Photo courtesy of www.whitehouse.gov
President George W. Bush holds Baron Mosima Loyiso Tantoh in the Rose Garden of the White House Wednesday, May 30, 2007, after delivering a statement on PEPFAR, the President's Emergency Plan for AIDS Relief. With them are the boy's mother, Kunene Tantoh, representing Mothers to Mothers, which provides treatment and support services for HIV-positive mothers in South Africa, and Dr. Jean "Bill" Pape, internationally recognized for his work with infectious diseases. White House photo by Chris Greenberg
President Bush is calling on Congress to provide an additional $30 billion toward fighting the global AIDS crisis. This proposed increase in the President’s Emergency Program for AIDS Relief (PEPFAR) would offer lifesaving treatment to 2.5 million people – about 1.4 million more than PEPFAR now serves, according to a story originally appearing in The Washington Post. (Read Rick and Kay Warren's statement regarding President Bush's proposed increase for PEPFAR >>)

The original five-year mandate for PEPFAR provided $15 billion in U.S. funding, and it will expire in September 2008. The president’s new proposal would extend that five more years.

Bush issued the request to Congress May 30 in the Rose Garden of the White House, where he was joined both by those who have supported and by those who have benefited from PEPFAR, including a caregiver and an AIDS patient. The president also announced that first lady Laura Bush will travel to Zambia, Mali, Mozambique, and Senegal in late June to visit AIDS-related services funded by PEPFAR.

Bush originally announced plans for PEPFAR, the largest foreign-aid effort directed at a single disease in U.S. history, in his 2003 State of the Union address.
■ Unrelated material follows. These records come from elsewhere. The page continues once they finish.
//! Bounded, order-preserving history of recently seen listings.
//!
//! The whole history lives in a single JSON file so it survives restarts and
//! stays trivially inspectable. [`compute_new`] and [`merge`] are the pure
//! dedup/bounding steps; [`ListingStore`] is the file around them.

mod store;

pub use store::{compute_new, merge, ListingStore, StoreError};
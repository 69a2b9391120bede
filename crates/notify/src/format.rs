//! Renders a [`Listing`] into the Telegram broadcast message.
//!
//! All helpers are pure string transforms so the exact wire text stays easy
//! to pin down in tests. The broadcast uses Telegram HTML parse mode, so
//! source-controlled text is escaped before it lands in the template.

use chrono::{DateTime, Utc};

use gigwatch_core::{Listing, Pricing, Skill};

use crate::traits::{ActionButton, ChannelMessage, MessageFormat};

/// Highlight markers the search endpoint wraps around matched terms.
const HIGHLIGHT_MARKERS: [&str; 2] = ["H^", "^H"];

const APPLY_URL_BASE: &str = "https://www.upwork.com/freelance-jobs/apply/";
const SOURCE_SITE_URL: &str = "https://upwork.com";
const SOURCE_SITE_LABEL: &str = "upwork.com";
const TRUNCATION_MARKER: &str = "...";

/// The public search surface does not expose proposal counts, so the
/// broadcast shows the bracket every fresh listing starts in.
const PROPOSALS_LABEL: &str = "1 to 5";
/// Shown when the source did not provide a publication timestamp.
const FALLBACK_ELAPSED_LABEL: &str = "10 minutes ago";

/// Rendering knobs that come from configuration.
#[derive(Debug, Clone)]
pub struct MessageLimits {
    /// Character ceiling for the description block.
    pub description_max_chars: usize,
}

/// Remove highlight markers from source text.
pub fn strip_markers(text: &str) -> String {
    let mut out = text.to_string();
    for marker in HIGHLIGHT_MARKERS {
        out = out.replace(marker, "");
    }
    out
}

/// Turn a listing title into the slug segment of the apply link:
/// markers stripped, trimmed, whitespace runs collapsed to `-`, and a
/// trailing `_` separating slug from listing ref.
pub fn title_slug(title: &str) -> String {
    let cleaned = strip_markers(title);
    let mut slug = cleaned.trim().split_whitespace().collect::<Vec<_>>().join("-");
    slug.push('_');
    slug
}

/// Deep link to the listing's application page.
pub fn apply_url(title: &str, listing_ref: &str) -> String {
    format!("{APPLY_URL_BASE}{}{}", title_slug(title), listing_ref)
}

/// Escape text for Telegram HTML parse mode (`&`, `<`, `>`).
pub fn escape_html(text: &str) -> String {
    text.replace('&', "&amp;").replace('<', "&lt;").replace('>', "&gt;")
}

/// Escape text for an HTML attribute value: the text entities plus `"`,
/// which would otherwise terminate the attribute.
pub fn escape_attr(text: &str) -> String {
    escape_html(text).replace('"', "&quot;")
}

/// Strip markers and cap the description, appending `...` when cut.
pub fn truncate_description(description: &str, max_chars: usize) -> String {
    let stripped = strip_markers(description);
    if stripped.chars().count() <= max_chars {
        return stripped;
    }
    let cut: String = stripped.chars().take(max_chars).collect();
    format!("{cut}{TRUNCATION_MARKER}")
}

/// Skill labels as space-separated hashtags, inner whitespace removed
/// (`Web Scraping` becomes `#WebScraping`).
pub fn hashtags(skills: &[Skill]) -> String {
    skills
        .iter()
        .map(|skill| format!("#{}", skill.label.split_whitespace().collect::<String>()))
        .collect::<Vec<_>>()
        .join(" ")
}

/// Budget line for the broadcast.
pub fn pricing_line(pricing: &Pricing) -> String {
    match pricing {
        Pricing::Hourly { min, max: Some(max) } => format!("Hourly: ${min} - ${max}"),
        Pricing::Hourly { min, max: None } => format!("Hourly: ${min}+"),
        Pricing::Fixed => "Fixed price".to_string(),
    }
}

/// Coarse "n units ago" label for the publication timestamp.
pub fn elapsed_label(published_at: Option<DateTime<Utc>>, now: DateTime<Utc>) -> String {
    let Some(published_at) = published_at else {
        return FALLBACK_ELAPSED_LABEL.to_string();
    };
    let elapsed = now.signed_duration_since(published_at);
    let minutes = elapsed.num_minutes();
    if minutes < 1 {
        "just now".to_string()
    } else if minutes < 60 {
        unit_label(minutes, "minute")
    } else if minutes < 60 * 24 {
        unit_label(elapsed.num_hours(), "hour")
    } else {
        unit_label(elapsed.num_days(), "day")
    }
}

fn unit_label(value: i64, unit: &str) -> String {
    if value == 1 {
        format!("1 {unit} ago")
    } else {
        format!("{value} {unit}s ago")
    }
}

/// Render the broadcast message for one listing.
pub fn render_listing(listing: &Listing, limits: &MessageLimits) -> ChannelMessage {
    render_listing_at(listing, limits, Utc::now())
}

/// Deterministic variant of [`render_listing`] taking `now` explicitly.
pub fn render_listing_at(
    listing: &Listing,
    limits: &MessageLimits,
    now: DateTime<Utc>,
) -> ChannelMessage {
    let title = escape_html(&strip_markers(&listing.title));
    let url = apply_url(&listing.title, &listing.listing_ref);
    // The same URL goes out twice: raw as the button target (a JSON field)
    // and escaped where it sits inside an href attribute.
    let href = escape_attr(&url);
    let elapsed = elapsed_label(listing.published_at, now);
    let pricing = pricing_line(&listing.pricing);
    let description = escape_html(&truncate_description(
        &listing.description,
        limits.description_max_chars,
    ));
    let tags = hashtags(&listing.skills);

    let text = format!(
        "\nNew opportunity at: <a href=\"{SOURCE_SITE_URL}\">{SOURCE_SITE_LABEL}</a>\n\
         \n\
         🔔 <b><a href=\"{href}\">{title}</a></b>\n\
         \n\
         ⏱️  {elapsed}\n\
         \n\
         💲  {pricing}\n\
         \n\
         {description}\n\
         \n\
         📈 Proposals: {PROPOSALS_LABEL}\n\
         \n\
         {tags}\n"
    );

    ChannelMessage {
        text,
        format: MessageFormat::Html,
        disable_link_preview: true,
        buttons: vec![ActionButton { label: "Apply".to_string(), url }],
    }
}
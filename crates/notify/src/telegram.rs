//! Telegram Bot API notifier.
//!
//! Delivers messages via the Telegram Bot API `sendMessage` endpoint.
//! Supports HTML formatting, inline keyboards, and rate limit handling.

use std::time::Duration;

use crate::traits::{ChannelMessage, MessageFormat, Notifier, NotifyError};

/// Ceiling on one `sendMessage` round trip. Sends happen one after the
/// other, so a hung request must not stall the broadcasts behind it.
const SEND_TIMEOUT: Duration = Duration::from_secs(30);

/// Sends messages via the Telegram Bot API.
#[derive(Debug)]
pub struct TelegramNotifier {
    bot_token: String,
    client: reqwest::Client,
}

impl TelegramNotifier {
    /// Creates a new `TelegramNotifier`.
    ///
    /// Returns [`NotifyError::Config`] if the token is empty.
    pub fn new(bot_token: impl Into<String>) -> Result<Self, NotifyError> {
        let bot_token = bot_token.into();
        if bot_token.is_empty() {
            return Err(NotifyError::Config(
                "Telegram bot token must not be empty".to_string(),
            ));
        }
        let client = reqwest::Client::builder().timeout(SEND_TIMEOUT).build()?;
        Ok(Self { bot_token, client })
    }
}

/// Build the `sendMessage` request body for one message.
fn build_payload(channel: &str, message: &ChannelMessage) -> serde_json::Value {
    let mut body = serde_json::json!({
        "chat_id": channel,
        "text": message.text,
        "disable_web_page_preview": message.disable_link_preview,
    });

    if message.format == MessageFormat::Html {
        body["parse_mode"] = serde_json::Value::String("HTML".to_string());
    }

    if !message.buttons.is_empty() {
        // One button per keyboard row.
        let rows: Vec<serde_json::Value> = message
            .buttons
            .iter()
            .map(|button| serde_json::json!([{ "text": button.label, "url": button.url }]))
            .collect();
        body["reply_markup"] = serde_json::json!({ "inline_keyboard": rows });
    }

    body
}

#[async_trait::async_trait]
impl Notifier for TelegramNotifier {
    /// Sends a message via the Telegram `sendMessage` API.
    async fn send(&self, channel: &str, message: &ChannelMessage) -> Result<(), NotifyError> {
        let url = format!(
            "https://api.telegram.org/bot{}/sendMessage",
            self.bot_token
        );
        let body = build_payload(channel, message);

        tracing::debug!(
            chat_id = %channel,
            format = ?message.format,
            "Sending Telegram message"
        );

        let response = self.client.post(&url).json(&body).send().await?;

        let status = response.status();
        let resp_body: serde_json::Value = response.json().await?;

        if resp_body.get("ok") == Some(&serde_json::Value::Bool(true)) {
            tracing::debug!(chat_id = %channel, "Telegram message sent");
            return Ok(());
        }

        // Handle rate limiting (HTTP 429).
        if status == reqwest::StatusCode::TOO_MANY_REQUESTS {
            let retry_after = resp_body
                .get("parameters")
                .and_then(|p| p.get("retry_after"))
                .and_then(|v| v.as_u64())
                .unwrap_or(30);
            return Err(NotifyError::RateLimited {
                retry_after_secs: retry_after,
            });
        }

        let description = resp_body
            .get("description")
            .and_then(|v| v.as_str())
            .unwrap_or("Unknown Telegram API error");

        Err(NotifyError::Api(description.to_string()))
    }

    /// Returns the provider name for this notifier.
    fn provider_name(&self) -> &str {
        "telegram"
    }
}
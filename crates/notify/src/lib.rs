//! Message delivery for listing broadcasts.
//!
//! This crate provides:
//! - `Notifier` trait for pluggable delivery providers
//! - Telegram Bot API implementation
//! - Rendering of listings into broadcast messages

pub mod format;
pub mod telegram;
pub mod traits;

pub use telegram::TelegramNotifier;
pub use traits::{ActionButton, ChannelMessage, MessageFormat, Notifier, NotifyError};
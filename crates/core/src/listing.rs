use chrono::{DateTime, Utc};
use serde::{Deserialize, Serialize};

/// A single job listing fetched from the remote source.
///
/// This is also the persisted snapshot record, so the serde shape doubles as
/// the store file schema.
#[derive(Debug, Clone, PartialEq, Serialize, Deserialize)]
pub struct Listing {
    /// Opaque source-assigned identifier, stable across fetches.
    /// The sole deduplication key.
    pub id: String,
    /// Raw title as returned by the source; may carry `H^`/`^H`
    /// highlight markers.
    pub title: String,
    pub description: String,
    #[serde(default)]
    pub skills: Vec<Skill>,
    pub pricing: Pricing,
    /// Opaque token appended to the title slug to form the apply link.
    pub listing_ref: String,
    /// Publication timestamp, when the source provides one.
    #[serde(default)]
    pub published_at: Option<DateTime<Utc>>,
}

#[derive(Debug, Clone, PartialEq, Serialize, Deserialize)]
pub struct Skill {
    pub label: String,
}

/// How a listing is paid.
#[derive(Debug, Clone, PartialEq, Serialize, Deserialize)]
#[serde(tag = "type", rename_all = "snake_case")]
pub enum Pricing {
    Hourly { min: f64, max: Option<f64> },
    Fixed,
}
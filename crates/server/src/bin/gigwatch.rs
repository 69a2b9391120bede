//! gigwatch — watches the Upwork job search and broadcasts new listings.
//!
//! Runs two long-lived tasks:
//! - the watcher loop, polling the source once per interval
//! - an HTTP server answering uptime probes on `GET /`
//!
//! `--once` runs a single ingestion cycle and exits, with no server.

use std::sync::Arc;

use clap::Parser;
use tokio::sync::Notify;
use tracing::info;

use gigwatch_core::{config, Config};
use gigwatch_notify::{Notifier, TelegramNotifier};
use gigwatch_server::health::{self, AppState};
use gigwatch_server::watcher::{Watcher, WatcherOptions};
use gigwatch_source::{ListingSource, UpworkSource};
use gigwatch_store::ListingStore;

// ── CLI ─────────────────────────────────────────────────────────────

/// Job-listing watcher: poll, dedup, persist, broadcast.
#[derive(Parser, Debug)]
#[command(name = "gigwatch", version, about)]
struct Cli {
    /// Run one ingestion cycle and exit instead of starting the service.
    #[arg(long)]
    once: bool,
}

// ── main ────────────────────────────────────────────────────────────

#[tokio::main]
async fn main() -> anyhow::Result<()> {
    tracing_subscriber::fmt()
        .with_env_filter(
            tracing_subscriber::EnvFilter::try_from_default_env()
                .unwrap_or_else(|_| tracing_subscriber::EnvFilter::new("info")),
        )
        .init();

    let cli = Cli::parse();

    config::load_dotenv();
    let config = Config::from_env();
    config.log_summary();

    let bot_token = config
        .telegram
        .bot_token
        .clone()
        .ok_or_else(|| anyhow::anyhow!("TELEGRAM_BOT_TOKEN is not set"))?;
    let notifier: Arc<dyn Notifier> = Arc::new(TelegramNotifier::new(bot_token)?);
    let source: Arc<dyn ListingSource> = Arc::new(UpworkSource::new(config.source.clone())?);
    let store = ListingStore::new(config.store.path.clone());

    let watcher = Arc::new(Watcher::new(
        source,
        store,
        notifier.clone(),
        WatcherOptions::from_config(&config),
    ));

    if cli.once {
        let outcome = watcher.run_once().await?;
        info!(
            fetched = outcome.fetched,
            new = outcome.new_listings,
            notified = outcome.notified,
            "single cycle complete"
        );
        return Ok(());
    }

    let shutdown = Arc::new(Notify::new());

    let watcher_task = tokio::spawn({
        let watcher = watcher.clone();
        let shutdown = shutdown.clone();
        async move { watcher.run(shutdown).await }
    });

    let signal_task = tokio::spawn({
        let shutdown = shutdown.clone();
        async move {
            os_signal().await;
            info!("shutdown signal received");
            shutdown.notify_waiters();
        }
    });

    let state = Arc::new(AppState {
        notifier,
        ops_chat: config.telegram.ops_chat_id.clone(),
    });
    let app = health::router(state);

    let addr = format!("{}:{}", config.server.host, config.server.port);
    let listener = tokio::net::TcpListener::bind(&addr).await?;
    info!(addr = %addr, "health endpoint listening");

    axum::serve(listener, app)
        .with_graceful_shutdown({
            let shutdown = shutdown.clone();
            async move { shutdown.notified().await }
        })
        .await?;

    watcher_task.await?;
    signal_task.abort();
    info!("gigwatch exited cleanly");

    Ok(())
}

/// Wait for SIGINT or SIGTERM (Unix) or Ctrl+C (cross-platform fallback).
async fn os_signal() {
    #[cfg(unix)]
    {
        use tokio::signal::unix::{signal, SignalKind};
        let mut sigint = signal(SignalKind::interrupt()).expect("failed to register SIGINT");
        let mut sigterm = signal(SignalKind::terminate()).expect("failed to register SIGTERM");
        tokio::select! {
            _ = sigint.recv() => {}
            _ = sigterm.recv() => {}
        }
    }

    #[cfg(not(unix))]
    {
        tokio::signal::ctrl_c()
            .await
            .expect("failed to listen for ctrl_c");
    }
}
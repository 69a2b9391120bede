//! Liveness endpoint with a best-effort operator ping.

use std::sync::Arc;

use axum::extract::State;
use axum::routing::get;
use axum::Router;
use tracing::warn;

use gigwatch_notify::{ChannelMessage, Notifier};

/// Body returned to uptime probes.
const HEALTH_BODY: &str = "Healthcheck: Server Active";
/// Message sent to the operator chat on each probe.
const HEALTH_PING: &str = "Healthcheck: Server Active ✅️";

pub struct AppState {
    pub notifier: Arc<dyn Notifier>,
    pub ops_chat: String,
}

pub fn router(state: Arc<AppState>) -> Router {
    Router::new().route("/", get(health)).with_state(state)
}

/// Answer the probe immediately; the operator ping goes out in the
/// background and its failure is only logged.
async fn health(State(state): State<Arc<AppState>>) -> &'static str {
    let notifier = state.notifier.clone();
    let ops_chat = state.ops_chat.clone();
    tokio::spawn(async move {
        let ping = ChannelMessage::plain(HEALTH_PING);
        if let Err(e) = notifier.send(&ops_chat, &ping).await {
            warn!(chat = %ops_chat, error = %e, "healthcheck ping failed");
        }
    });
    HEALTH_BODY
}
Through September 2006, it was providing anti-retroviral treatment for 822,000 people in its focus countries – 12 African nations, plus Guyana, Haiti, and Vietnam.

The program also pays for drugs for 165,000 people elsewhere in the developing world, and it has provided medicine to more than 500,000 pregnant women – a strategy that has kept about 100,000 newborns free of HIV, PEPFAR officials say.

In 2007, an independent panel of experts assembled by the Institute of Medicine called PEPFAR "well positioned" to help control epidemics in AIDS-devastated countries.

Adapted from The Washington Post.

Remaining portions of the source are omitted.